*** Data under study Section Begins ***
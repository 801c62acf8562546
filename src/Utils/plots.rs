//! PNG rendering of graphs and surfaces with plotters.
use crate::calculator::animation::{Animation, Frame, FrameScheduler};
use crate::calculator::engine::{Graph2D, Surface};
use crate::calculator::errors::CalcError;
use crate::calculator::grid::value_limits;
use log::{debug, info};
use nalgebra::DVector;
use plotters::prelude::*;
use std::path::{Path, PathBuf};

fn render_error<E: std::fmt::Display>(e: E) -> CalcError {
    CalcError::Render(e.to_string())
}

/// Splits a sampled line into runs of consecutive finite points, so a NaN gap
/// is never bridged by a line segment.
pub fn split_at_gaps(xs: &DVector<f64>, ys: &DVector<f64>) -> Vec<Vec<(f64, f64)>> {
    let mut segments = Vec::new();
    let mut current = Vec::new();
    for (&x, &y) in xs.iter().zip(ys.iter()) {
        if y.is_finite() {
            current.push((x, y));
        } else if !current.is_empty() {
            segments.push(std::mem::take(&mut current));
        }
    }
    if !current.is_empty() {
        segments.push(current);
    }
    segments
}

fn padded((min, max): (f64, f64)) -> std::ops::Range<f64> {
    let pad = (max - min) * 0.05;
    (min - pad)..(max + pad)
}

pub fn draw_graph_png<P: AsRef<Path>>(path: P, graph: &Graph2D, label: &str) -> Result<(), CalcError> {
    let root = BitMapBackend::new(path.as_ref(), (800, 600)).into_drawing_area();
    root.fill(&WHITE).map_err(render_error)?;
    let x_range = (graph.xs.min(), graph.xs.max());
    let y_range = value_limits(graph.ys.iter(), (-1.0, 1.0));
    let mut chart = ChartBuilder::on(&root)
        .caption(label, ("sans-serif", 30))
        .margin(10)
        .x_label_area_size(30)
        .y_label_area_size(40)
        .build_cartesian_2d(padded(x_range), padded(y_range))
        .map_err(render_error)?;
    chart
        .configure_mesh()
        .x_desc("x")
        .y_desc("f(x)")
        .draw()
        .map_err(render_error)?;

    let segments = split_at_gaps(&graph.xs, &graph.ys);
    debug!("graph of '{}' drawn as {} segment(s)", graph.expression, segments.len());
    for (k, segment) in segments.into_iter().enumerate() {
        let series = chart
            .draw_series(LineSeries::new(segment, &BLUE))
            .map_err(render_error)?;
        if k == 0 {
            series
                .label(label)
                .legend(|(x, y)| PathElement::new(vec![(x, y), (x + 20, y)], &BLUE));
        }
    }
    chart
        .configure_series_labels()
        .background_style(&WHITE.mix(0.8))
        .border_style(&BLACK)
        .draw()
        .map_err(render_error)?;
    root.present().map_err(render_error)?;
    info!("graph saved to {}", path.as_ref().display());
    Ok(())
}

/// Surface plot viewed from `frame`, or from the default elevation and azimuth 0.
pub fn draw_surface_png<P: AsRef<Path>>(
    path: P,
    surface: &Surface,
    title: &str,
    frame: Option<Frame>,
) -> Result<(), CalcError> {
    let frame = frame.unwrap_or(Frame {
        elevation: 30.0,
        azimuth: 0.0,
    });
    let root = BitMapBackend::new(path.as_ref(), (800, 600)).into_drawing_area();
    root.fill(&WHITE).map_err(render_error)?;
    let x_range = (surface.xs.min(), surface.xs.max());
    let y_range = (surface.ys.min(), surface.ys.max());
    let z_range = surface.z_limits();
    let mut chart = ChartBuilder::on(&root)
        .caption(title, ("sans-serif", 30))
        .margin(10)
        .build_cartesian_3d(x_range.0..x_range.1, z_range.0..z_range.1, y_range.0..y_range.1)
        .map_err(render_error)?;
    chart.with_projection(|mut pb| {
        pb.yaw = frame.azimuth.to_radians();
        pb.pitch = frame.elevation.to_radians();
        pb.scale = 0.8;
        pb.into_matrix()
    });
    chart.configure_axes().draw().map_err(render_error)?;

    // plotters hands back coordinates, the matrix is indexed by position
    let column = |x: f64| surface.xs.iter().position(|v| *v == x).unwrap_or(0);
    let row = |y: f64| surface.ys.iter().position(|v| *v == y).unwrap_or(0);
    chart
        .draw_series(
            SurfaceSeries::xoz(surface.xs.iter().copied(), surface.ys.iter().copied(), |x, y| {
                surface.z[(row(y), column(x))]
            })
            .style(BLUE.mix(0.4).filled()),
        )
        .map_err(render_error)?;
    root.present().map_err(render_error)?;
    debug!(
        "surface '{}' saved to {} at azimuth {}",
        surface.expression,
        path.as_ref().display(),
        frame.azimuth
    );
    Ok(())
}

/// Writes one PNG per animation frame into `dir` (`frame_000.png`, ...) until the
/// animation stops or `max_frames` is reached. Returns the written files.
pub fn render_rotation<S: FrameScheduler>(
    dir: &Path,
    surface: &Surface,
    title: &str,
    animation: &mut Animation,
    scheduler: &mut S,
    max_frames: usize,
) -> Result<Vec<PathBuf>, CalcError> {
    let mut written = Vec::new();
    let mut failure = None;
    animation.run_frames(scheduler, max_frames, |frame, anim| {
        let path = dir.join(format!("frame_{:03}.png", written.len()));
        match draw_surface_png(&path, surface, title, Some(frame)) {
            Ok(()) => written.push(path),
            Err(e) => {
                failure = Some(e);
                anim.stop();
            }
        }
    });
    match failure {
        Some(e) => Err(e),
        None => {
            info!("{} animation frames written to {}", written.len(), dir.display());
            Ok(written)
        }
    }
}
*** Data under study Section Ends ***
- Work to complete
Would you please copy every line of the data exactly?

- Task output
repository 801c62acf8562546
filename src/Utils/plots.rs
//! PNG rendering of graphs and surfaces with plotters.
use crate::calculator::animation::{Animation, Frame, FrameScheduler};
use crate::calculator::engine::{Graph2D, Surface};
use crate::calculator::errors::CalcError;
use crate::calculator::grid::value_limits;
use log::{debug, info};
use nalgebra::DVector;
use plotters::prelude::*;
use std::path::{Path, PathBuf};

fn render_error<E: std::fmt::Display>(e: E) -> CalcError {
    CalcError::Render(e.to_string())
}

/// Splits a sampled line into runs of consecutive finite points, so a NaN gap
/// is never bridged by a line segment.
pub fn split_at_gaps(xs: &DVector<f64>, ys: &DVector<f64>) -> Vec<Vec<(f64, f64)>> {
    let mut segments = Vec::new();
    let mut current = Vec::new();
    for (&x, &y) in xs.iter().zip(ys.iter()) {
        if y.is_finite() {
            current.push((x, y));
        } else if !current.is_empty() {
            segments.push(std::mem::take(&mut current));
        }
    }
    if !current.is_empty() {
        segments.push(current);
    }
    segments
}

fn padded((min, max): (f64, f64)) -> std::ops::Range<f64> {
    let pad = (max - min) * 0.05;
    (min - pad)..(max + pad)
}

pub fn draw_graph_png<P: AsRef<Path>>(path: P, graph: &Graph2D, label: &str) -> Result<(), CalcError> {
    let root = BitMapBackend::new(path.as_ref(), (800, 600)).into_drawing_area();
    root.fill(&WHITE).map_err(render_error)?;
    let x_range = (graph.xs.min(), graph.xs.max());
    let y_range = value_limits(graph.ys.iter(), (-1.0, 1.0));
    let mut chart = ChartBuilder::on(&root)
        .caption(label, ("sans-serif", 30))
        .margin(10)
        .x_label_area_size(30)
        .y_label_area_size(40)
        .build_cartesian_2d(padded(x_range), padded(y_range))
        .map_err(render_error)?;
    chart
        .configure_mesh()
        .x_desc("x")
        .y_desc("f(x)")
        .draw()
        .map_err(render_error)?;

    let segments = split_at_gaps(&graph.xs, &graph.ys);
    debug!("graph of '{}' drawn as {} segment(s)", graph.expression, segments.len());
    for (k, segment) in segments.into_iter().enumerate() {
        let series = chart
            .draw_series(LineSeries::new(segment, &BLUE))
            .map_err(render_error)?;
        if k == 0 {
            series
                .label(label)
                .legend(|(x, y)| PathElement::new(vec![(x, y), (x + 20, y)], &BLUE));
        }
    }
    chart
        .configure_series_labels()
        .background_style(&WHITE.mix(0.8))
        .border_style(&BLACK)
        .draw()
        .map_err(render_error)?;
    root.present().map_err(render_error)?;
    info!("graph saved to {}", path.as_ref().display());
    Ok(())
}

/// Surface plot viewed from `frame`, or from the default elevation and azimuth 0.
pub fn draw_surface_png<P: AsRef<Path>>(
    path: P,
    surface: &Surface,
    title: &str,
    frame: Option<Frame>,
) -> Result<(), CalcError> {
    let frame = frame.unwrap_or(Frame {
        elevation: 30.0,
        azimuth: 0.0,
    });
    let root = BitMapBackend::new(path.as_ref(), (800, 600)).into_drawing_area();
    root.fill(&WHITE).map_err(render_error)?;
    let x_range = (surface.xs.min(), surface.xs.max());
    let y_range = (surface.ys.min(), surface.ys.max());
    let z_range = surface.z_limits();
    let mut chart = ChartBuilder::on(&root)
        .caption(title, ("sans-serif", 30))
        .margin(10)
        .build_cartesian_3d(x_range.0..x_range.1, z_range.0..z_range.1, y_range.0..y_range.1)
        .map_err(render_error)?;
    chart.with_projection(|mut pb| {
        pb.yaw = frame.azimuth.to_radians();
        pb.pitch = frame.elevation.to_radians();
        pb.scale = 0.8;
        pb.into_matrix()
    });
    chart.configure_axes().draw().map_err(render_error)?;

    // plotters hands back coordinates, the matrix is indexed by position
    let column = |x: f64| surface.xs.iter().position(|v| *v == x).unwrap_or(0);
    let row = |y: f64| surface.ys.iter().position(|v| *v == y).unwrap_or(0);
    chart
        .draw_series(
            SurfaceSeries::xoz(surface.xs.iter().copied(), surface.ys.iter().copied(), |x, y| {
                surface.z[(row(y), column(x))]
            })
            .style(BLUE.mix(0.4).filled()),
        )
        .map_err(render_error)?;
    root.present().map_err(render_error)?;
    debug!(
        "surface '{}' saved to {} at azimuth {}",
        surface.expression,
        path.as_ref().display(),
        frame.azimuth
    );
    Ok(())
}

/// Writes one PNG per animation frame into `dir` (`frame_000.png`, ...) until the
/// animation stops or `max_frames` is reached. Returns the written files.
pub fn render_rotation<S: FrameScheduler>(
    dir: &Path,
    surface: &Surface,
    title: &str,
    animation: &mut Animation,
    scheduler: &mut S,
    max_frames: usize,
) -> Result<Vec<PathBuf>, CalcError> {
    let mut written = Vec::new();
    let mut failure = None;
    animation.run_frames(scheduler, max_frames, |frame, anim| {
        let path = dir.join(format!("frame_{:03}.png", written.len()));
        match draw_surface_png(&path, surface, title, Some(frame)) {
            Ok(()) => written.push(path),
            Err(e) => {
                failure = Some(e);
                anim.stop();
            }
        }
    });
    match failure {
        Some(e) => Err(e),
        None => {
            info!("{} animation frames written to {}", written.len(), dir.display());
            Ok(written)
        }
    }
}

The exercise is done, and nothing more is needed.